→ **EXERCISE OBJECTIVE**
A complete, unaltered copy of the listing is needed. Write it out.

→ **PROVIDED DATA**
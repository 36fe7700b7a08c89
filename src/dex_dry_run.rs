//! Offline end-to-end exercise of the venue coordination core using
//! scripted in-process venues. No network access required.

use dex_aggregator::venues::mock::PlaceOutcome;
use dex_aggregator::{
    AggregationEngine, CoreConfig, EventBus, MockVenueConnector, OrderRouter, OrderSide,
    PortfolioAggregator, Position, Price, Size, Symbol, UnifiedOrder, VenueConnector, VenueId,
    VenueRegistry,
};
use log::info;
use rust_decimal::Decimal;
use std::str::FromStr;
use std::sync::Arc;
use std::time::Duration;

fn setup_logging() {
    fern::Dispatch::new()
        .format(|out, message, record| {
            out.finish(format_args!(
                "{} [{}] {}",
                chrono::Utc::now().format("%H:%M:%S%.3f"),
                record.level(),
                message
            ))
        })
        .level(log::LevelFilter::Info)
        .chain(std::io::stdout())
        .apply()
        .expect("logger init");
}

fn price(s: &str) -> Price {
    Price::from_str(s).expect("price literal")
}

#[tokio::main]
async fn main() {
    setup_logging();
    info!("dex_aggregator dry run starting");

    let config = CoreConfig {
        submit_timeout: Duration::from_millis(500),
        request_timeout: Duration::from_millis(500),
        sweep_interval: Duration::from_millis(100),
        reconcile_interval: Duration::from_millis(200),
        snapshot_interval: Duration::from_secs(2),
        ..CoreConfig::default()
    };
    let bus = EventBus::new(config.bus_queue_capacity);

    let mocks: Vec<Arc<MockVenueConnector>> = VenueId::ALL
        .iter()
        .map(|&venue| Arc::new(MockVenueConnector::new(venue, bus.clone())))
        .collect();
    let connectors: Vec<Arc<dyn VenueConnector>> = mocks
        .iter()
        .map(|m| m.clone() as Arc<dyn VenueConnector>)
        .collect();

    let registry = Arc::new(VenueRegistry::new(bus.clone(), config.clone(), connectors));
    registry.connect_all().await;

    let engine = Arc::new(AggregationEngine::new(
        registry.clone(),
        bus.clone(),
        &config,
    ));
    let portfolio = Arc::new(PortfolioAggregator::new(
        registry.clone(),
        bus.clone(),
        &config,
    ));
    let router = Arc::new(OrderRouter::new(
        registry.clone(),
        engine.clone(),
        bus.clone(),
        config.clone(),
    ));

    let engine_task = engine.clone().spawn();
    let portfolio_task = portfolio.clone().spawn();
    let router_task = router.clone().spawn();
    let supervisors = registry.spawn_supervisors();

    // Two venues quoting BTC-USD
    mocks[0].emit_quote("BTC-USD", price("45000"), price("45010"));
    mocks[1].emit_quote("BTC-USD", price("44995"), price("45005"));
    tokio::time::sleep(Duration::from_millis(200)).await;

    let symbol = Symbol::new("BTC-USD");
    if let Some(snapshot) = engine.current(&symbol) {
        info!(
            "aggregated {}: best bid {} @ {}, best ask {} @ {} ({} sources)",
            symbol,
            snapshot.price.best_bid,
            snapshot.price.best_bid_venue,
            snapshot.price.best_ask,
            snapshot.price.best_ask_venue,
            snapshot.price.sources.len()
        );
    }

    // Explicit-venue order
    let explicit = UnifiedOrder::limit(
        "BTC-USD",
        OrderSide::Buy,
        Size::from_str("0.25").expect("size literal"),
        price("45000"),
    )
    .with_venue(VenueId::Lighter);
    match router.route_order(explicit).await {
        Ok(record) => info!(
            "explicit order {} -> {} ({:?})",
            record.order.client_order_id, record.venue, record.status
        ),
        Err(e) => info!("explicit order failed: {}", e),
    }

    // Automatically routed order lands on the best ask
    let auto = UnifiedOrder::limit(
        "BTC-USD",
        OrderSide::Buy,
        Size::from_str("0.5").expect("size literal"),
        price("45005"),
    );
    match router.route_order(auto).await {
        Ok(record) => info!(
            "auto order {} routed to {} ({:?})",
            record.order.client_order_id, record.venue, record.status
        ),
        Err(e) => info!("auto order failed: {}", e),
    }

    // Ambiguous submission parked as Unknown, then reconciled
    mocks[2].push_place_outcome(PlaceOutcome::Ambiguous);
    let ambiguous = UnifiedOrder::market(
        "BTC-USD",
        OrderSide::Sell,
        Size::from_str("0.1").expect("size literal"),
    )
    .with_venue(VenueId::Tradexyz);
    let client_order_id = ambiguous.client_order_id.clone();
    match router.route_order(ambiguous).await {
        Ok(record) => info!(
            "ambiguous order {} parked as {:?}",
            record.order.client_order_id, record.status
        ),
        Err(e) => info!("ambiguous order failed: {}", e),
    }
    tokio::time::sleep(Duration::from_millis(500)).await;
    if let Some(record) = router.get_order(&client_order_id) {
        info!("after reconciliation: {:?}", record.status);
    }

    // Portfolio view from a streamed position
    mocks[0].emit_position(Position {
        venue: VenueId::Hyperliquid,
        symbol: symbol.clone(),
        size: Size::from_str("0.75").expect("size literal"),
        entry_price: price("44000"),
        mark_price: price("45000"),
        unrealized_pnl: Decimal::from_str("750").expect("pnl literal"),
        realized_pnl: Decimal::ZERO,
        updated_at: chrono::Utc::now(),
    });
    tokio::time::sleep(Duration::from_millis(200)).await;
    let view = portfolio.view();
    info!(
        "portfolio: {} positions, unrealized pnl {}, venues online {}",
        view.positions.len(),
        view.total_unrealized_pnl,
        view.venues
            .iter()
            .filter(|v| v.presence == dex_aggregator::VenuePresence::Online)
            .count()
    );

    let stats = bus.stats();
    info!(
        "bus: {} prices, {} orders, {} health events published, {} dropped",
        stats.prices.published,
        stats.orders.published,
        stats.health.published,
        stats.prices.dropped + stats.orders.dropped
    );

    registry.shutdown();
    registry.disconnect_all().await;
    for task in supervisors {
        task.abort();
    }
    engine_task.abort();
    portfolio_task.abort();
    router_task.abort();
    info!("dry run complete");
}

→ **WRITTEN SOLUTION**
repository 36fe7700b7a08c89
filename src/dex_dry_run.rs
//! Offline end-to-end exercise of the venue coordination core using
//! scripted in-process venues. No network access required.

use dex_aggregator::venues::mock::PlaceOutcome;
use dex_aggregator::{
    AggregationEngine, CoreConfig, EventBus, MockVenueConnector, OrderRouter, OrderSide,
    PortfolioAggregator, Position, Price, Size, Symbol, UnifiedOrder, VenueConnector, VenueId,
    VenueRegistry,
};
use log::info;
use rust_decimal::Decimal;
use std::str::FromStr;
use std::sync::Arc;
use std::time::Duration;

fn setup_logging() {
    fern::Dispatch::new()
        .format(|out, message, record| {
            out.finish(format_args!(
                "{} [{}] {}",
                chrono::Utc::now().format("%H:%M:%S%.3f"),
                record.level(),
                message
            ))
        })
        .level(log::LevelFilter::Info)
        .chain(std::io::stdout())
        .apply()
        .expect("logger init");
}

fn price(s: &str) -> Price {
    Price::from_str(s).expect("price literal")
}

#[tokio::main]
async fn main() {
    setup_logging();
    info!("dex_aggregator dry run starting");

    let config = CoreConfig {
        submit_timeout: Duration::from_millis(500),
        request_timeout: Duration::from_millis(500),
        sweep_interval: Duration::from_millis(100),
        reconcile_interval: Duration::from_millis(200),
        snapshot_interval: Duration::from_secs(2),
        ..CoreConfig::default()
    };
    let bus = EventBus::new(config.bus_queue_capacity);

    let mocks: Vec<Arc<MockVenueConnector>> = VenueId::ALL
        .iter()
        .map(|&venue| Arc::new(MockVenueConnector::new(venue, bus.clone())))
        .collect();
    let connectors: Vec<Arc<dyn VenueConnector>> = mocks
        .iter()
        .map(|m| m.clone() as Arc<dyn VenueConnector>)
        .collect();

    let registry = Arc::new(VenueRegistry::new(bus.clone(), config.clone(), connectors));
    registry.connect_all().await;

    let engine = Arc::new(AggregationEngine::new(
        registry.clone(),
        bus.clone(),
        &config,
    ));
    let portfolio = Arc::new(PortfolioAggregator::new(
        registry.clone(),
        bus.clone(),
        &config,
    ));
    let router = Arc::new(OrderRouter::new(
        registry.clone(),
        engine.clone(),
        bus.clone(),
        config.clone(),
    ));

    let engine_task = engine.clone().spawn();
    let portfolio_task = portfolio.clone().spawn();
    let router_task = router.clone().spawn();
    let supervisors = registry.spawn_supervisors();

    // Two venues quoting BTC-USD
    mocks[0].emit_quote("BTC-USD", price("45000"), price("45010"));
    mocks[1].emit_quote("BTC-USD", price("44995"), price("45005"));
    tokio::time::sleep(Duration::from_millis(200)).await;

    let symbol = Symbol::new("BTC-USD");
    if let Some(snapshot) = engine.current(&symbol) {
        info!(
            "aggregated {}: best bid {} @ {}, best ask {} @ {} ({} sources)",
            symbol,
            snapshot.price.best_bid,
            snapshot.price.best_bid_venue,
            snapshot.price.best_ask,
            snapshot.price.best_ask_venue,
            snapshot.price.sources.len()
        );
    }

    // Explicit-venue order
    let explicit = UnifiedOrder::limit(
        "BTC-USD",
        OrderSide::Buy,
        Size::from_str("0.25").expect("size literal"),
        price("45000"),
    )
    .with_venue(VenueId::Lighter);
    match router.route_order(explicit).await {
        Ok(record) => info!(
            "explicit order {} -> {} ({:?})",
            record.order.client_order_id, record.venue, record.status
        ),
        Err(e) => info!("explicit order failed: {}", e),
    }

    // Automatically routed order lands on the best ask
    let auto = UnifiedOrder::limit(
        "BTC-USD",
        OrderSide::Buy,
        Size::from_str("0.5").expect("size literal"),
        price("45005"),
    );
    match router.route_order(auto).await {
        Ok(record) => info!(
            "auto order {} routed to {} ({:?})",
            record.order.client_order_id, record.venue, record.status
        ),
        Err(e) => info!("auto order failed: {}", e),
    }

    // Ambiguous submission parked as Unknown, then reconciled
    mocks[2].push_place_outcome(PlaceOutcome::Ambiguous);
    let ambiguous = UnifiedOrder::market(
        "BTC-USD",
        OrderSide::Sell,
        Size::from_str("0.1").expect("size literal"),
    )
    .with_venue(VenueId::Tradexyz);
    let client_order_id = ambiguous.client_order_id.clone();
    match router.route_order(ambiguous).await {
        Ok(record) => info!(
            "ambiguous order {} parked as {:?}",
            record.order.client_order_id, record.status
        ),
        Err(e) => info!("ambiguous order failed: {}", e),
    }
    tokio::time::sleep(Duration::from_millis(500)).await;
    if let Some(record) = router.get_order(&client_order_id) {
        info!("after reconciliation: {:?}", record.status);
    }

    // Portfolio view from a streamed position
    mocks[0].emit_position(Position {
        venue: VenueId::Hyperliquid,
        symbol: symbol.clone(),
        size: Size::from_str("0.75").expect("size literal"),
        entry_price: price("44000"),
        mark_price: price("45000"),
        unrealized_pnl: Decimal::from_str("750").expect("pnl literal"),
        realized_pnl: Decimal::ZERO,
        updated_at: chrono::Utc::now(),
    });
    tokio::time::sleep(Duration::from_millis(200)).await;
    let view = portfolio.view();
    info!(
        "portfolio: {} positions, unrealized pnl {}, venues online {}",
        view.positions.len(),
        view.total_unrealized_pnl,
        view.venues
            .iter()
            .filter(|v| v.presence == dex_aggregator::VenuePresence::Online)
            .count()
    );

    let stats = bus.stats();
    info!(
        "bus: {} prices, {} orders, {} health events published, {} dropped",
        stats.prices.published,
        stats.orders.published,
        stats.health.published,
        stats.prices.dropped + stats.orders.dropped
    );

    registry.shutdown();
    registry.disconnect_all().await;
    for task in supervisors {
        task.abort();
    }
    engine_task.abort();
    portfolio_task.abort();
    router_task.abort();
    info!("dry run complete");
}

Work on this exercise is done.